Даже в лихорадочной, всепоглощающей работе конца 1916 года Панина успевала следить за тем, что происходит в российском обществе, в том числе и в великосветских кругах. Она была «вхожа в мир великих князей и просто князей». Через нее и мужа ее матери И.И. Петрункевича до кадетского руководства доходили, как писал П.Н. Милюков, их настроения. Это было «сплошное торжество по поводу героического поступка „Феликса“ (Юсупова-Сумарокова-Эльстона), рискнувшего собой, чтобы освободить Россию и династию от злокачественной заразы (Распутина. –
Подытоживая деятельность Народного дома до Февральской революции, С.В. Панина отмечала: до 1913 года – рост Народного дома в замкнутых и тесных границах своего района; в 1913-м – расширение его просветительской деятельности и распространение ее на земство губернии; с 1914-го – его тесное сотрудничество с Петроградским городским самоуправлением и вхождение в среду интересов государственного масштаба.
Дальше – Февраль.
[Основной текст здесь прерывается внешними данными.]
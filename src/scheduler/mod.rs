//! Slot assignment strategies.
//!
//! A [`SlotScheduler`] picks one slot for a course from a list of
//! candidates, checking only availability (instructor blocks and windows,
//! resource windows). Everything else, including double-booking against
//! committed records, is re-verified when the placement is committed by
//! [`Schedule::add_course`](crate::schedule::Schedule::add_course).
//!
//! | Strategy | Order | Deterministic |
//! |----------|-------|---------------|
//! | [`FirstFitScheduler`] | candidates as given | yes |
//! | [`RandomFitScheduler`] | seeded shuffle | per seed |
//!
//! Candidate lists normally come from [`SlotGrid::candidates`], which
//! yields weekday-ascending, start-ascending order.
//!
//! # Reference
//! Burke & Petrovic (2002), "Recent research directions in automated
//! timetabling", European Journal of Operational Research 140(2)

mod first_fit;
mod grid;
mod random_fit;

pub use first_fit::FirstFitScheduler;
pub use grid::SlotGrid;
pub use random_fit::RandomFitScheduler;

use std::fmt::Debug;

use crate::config::StrategyKind;
use crate::models::{Course, Instructor, Resource, ScheduleConflict, TimeSlot};

/// Everything a strategy needs to judge one course.
#[derive(Debug, Clone)]
pub struct SlotRequest<'a> {
    pub course: &'a Course,
    pub instructor: &'a Instructor,
    /// Required resources, primary first.
    pub resources: Vec<&'a Resource>,
}

impl<'a> SlotRequest<'a> {
    pub fn new(
        course: &'a Course,
        instructor: &'a Instructor,
        resources: Vec<&'a Resource>,
    ) -> Self {
        Self {
            course,
            instructor,
            resources,
        }
    }

    /// Instructor and every required resource are available at `slot`.
    pub fn is_available(&self, slot: &TimeSlot) -> bool {
        self.instructor.is_available(slot) && self.resources.iter().all(|r| r.is_available(slot))
    }
}

/// Assignment strategy.
pub trait SlotScheduler: Send + Sync + Debug {
    /// Strategy name (e.g., "first-fit").
    fn name(&self) -> &'static str;

    /// Picks a slot for the request, or `None` if no candidate is available.
    fn schedule_course(
        &self,
        request: &SlotRequest<'_>,
        candidates: &[TimeSlot],
    ) -> Option<TimeSlot>;

    /// Re-checks a committed slot against current availability.
    ///
    /// Other committed courses are not considered. `committed == None`
    /// yields a single `no_schedule` conflict.
    fn detect_conflicts(
        &self,
        request: &SlotRequest<'_>,
        committed: Option<&TimeSlot>,
    ) -> Vec<ScheduleConflict> {
        let course_id = request.course.id.as_str();
        let Some(slot) = committed else {
            return vec![ScheduleConflict::no_schedule(course_id)];
        };

        let mut conflicts = Vec::new();
        if !request.instructor.is_available(slot) {
            conflicts.push(ScheduleConflict::instructor_unavailable(
                course_id,
                format!("Instructor {} not available at {slot}", request.instructor.name),
            ));
        }
        for resource in &request.resources {
            if !resource.is_available(slot) {
                conflicts.push(ScheduleConflict::resource_unavailable(
                    course_id,
                    format!("Resource {} not available at {slot}", resource.label()),
                ));
            }
        }
        conflicts
    }
}

/// Builds the strategy named by configuration.
pub fn from_kind(kind: StrategyKind) -> Box<dyn SlotScheduler> {
    match kind {
        StrategyKind::FirstFit => Box::new(FirstFitScheduler::new()),
        StrategyKind::RandomFit { seed } => Box::new(RandomFitScheduler::new(seed)),
    }
}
И в это время графиня оставалась столь же деятельной и энергичной и даже пыталась, явившись в Таврический дворец, влить свою энергию в растерявшееся руководство Государственной думы. 28 февраля 1917 года А.В. Тыркова записала в своем неопубликованном дневнике: «Вот совет старейшин решил, кто-то соберется. Сейчас Родзянко толкует с Гучковым, пишет телеграмму царю. Ведь они там что-то сделают. Было тяжело смотреть. „Ведь вы все-таки, господа, народные представители, у вас положение, авторитет“. Жмутся. Пришла Панина. Она все время стояла на углу Сергиевской и Литейного, наблюдала солдат. „Они ждут приказа. Ждут членов Думы. Идите к ним. Возьмите их в свои руки. Ведь это растерянное стадо“. Ее слушали молча или говорили: „Пусть они сначала арестуют министров“. Но эти разговоры по телефонам дошли до Милюкова. Он пошел на улицу и привел солдат к Думе. Это было около 2-х часов. Сразу картина стала меняться. Явился центр, к которому потекли и люди, и сведения».